I believe less than 10% of all HD cases are Genetic! \\/


----------



## Don Turnipseed (Oct 8, 2006)

Jody Butler said:


> I believe less than 10% of all HD cases are Genetic! \\/


You and me both. Most diagnosed HD is post natal trauma. Has nothing to do with genetics.....but it is a money pit.


----------



## Gillian Schuler (Apr 12, 2008)

Michelle Kehoe said:


> I have run the gamet on foods fed (cheap heavy grained, no grain kibble, raw) and GSD body types, weak temps, harder dogs, gulpers/slow eaters. I never worry about when or how much I feed ( 1 large meal, 2 smaller and free feed) and have never had a dog bloat or torsion. I still feed 10 minutes after I excersize. If the dogs are still hot or panting too hard they don't eat right away. I just don't believe any amount of babysitting is going to stop it, if it's in the dogs cards.
> 
> My take is life is life, live it. I'm not going to stop my dogs from drinking water when they just worked their butts off on a 6 mile run. If it's their time, it's thier time. I let dogs be dogs and on their own, they dive in the creek, rivers, ditches on our runs anyway. Wolves do it, so why not?


My Briard and Fila grew up together. The Fila had bloat in his lines so I watched him more carefully than the Briard. Who got the bloat, the Briard.

After Schutzdienst I let him go to drink water, he didn't want it. Put him in the box at the club. He did a silly leap into the air before I put him in the car but he often did this. Got home let him out - bloat started.

My vet said he had a number of dogs that had empty stomachs when opened up. Mine had a pile of grass in it - I remember he ate grass after training but didn't want water.

I agree more or less with Michelle. More important for me is to recognize the signs (as with Briard), low-slung stomach, retching without success, trying to lie down in cool grass and then of course the extended flanks. If you can get the dog quickly to the vet - there is a good chance of survival as with Eric.


----------



## Howard Gaines III (Dec 26, 2007)

After training, I only allow my Bouviers to drink a small amount of water and restrict the next activity. 3-4 ounces is enough and much more isn't helping if the gut flips. None get fed the morning of training. Since the Bouvier des Flandres is a deep chested breed, I don't want to take chances. 

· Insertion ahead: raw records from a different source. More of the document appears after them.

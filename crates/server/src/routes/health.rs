use axum::Json;
use serde::Serialize;

#[derive(Serialize)]
pub struct HealthResponse {
    status: &'static str,
}

/// Liveness check. The service holds no backing resources, so being able to
/// answer is the whole check.
pub async fn health_handler() -> Json<HealthResponse> {
    Json(HealthResponse { status: "ok" })
}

Average percentages can be helpful and you can spin any data to fit a need. No spinning, just ballpark numbers for me. With the German Shepherds can anyone say which lines have or are more likely to see this. Hips, elbows, eyes, or whatever can be another post...this is bloat.


----------



## Ariana Catherine (Oct 28, 2009)

It seems like the same idea with horses...some say that feeding or letting them drink if they have exercised hard will make them colic. But I've seen many horses playing polo and break in a full body sweat, fed soon after, and never colicked, and I'm sure many others could agree with similar circumstances. I agree that it is many certain factors that can lead up to things like bloat...one of my vet-tech instructors told us that elevating their food would help, but obviously something that insignificant isn't going to stop something as significant as bloat...


----------



## Dan Long (Jan 10, 2008)

Our Dane breeder had some good thoughts on bloat. She said it's an older dog issue- you don't see a lot of young ones who get it. It has less to do with food, water and exercise than it has to do with genetics. If bloat is in the dog's lines, then it's more likely to bloat. She said in over 10 generations of Danes, she's had 1 die from bloat. She also breeds for health first among all things and regularly has Danes live 10 years or more in a breed with a typical life expectancy of 6-8 years. 

I'm pretty strict with when my dogs get fed. If they are huffing and puffing from a long play session, they are not getting fed right away. I'll wait an hour until they have calmed down. We feed mostly raw - maybe one day a week they get a good quality kibble- and it takes them longer to eat then when they are fed the dry food. Plus they usually lay down when they eat the raw food as they have to work on the bones. They drink a LOT more water after a kibble meal, well into the next day. That could also be a factor in bloat, large amounts of water intake. 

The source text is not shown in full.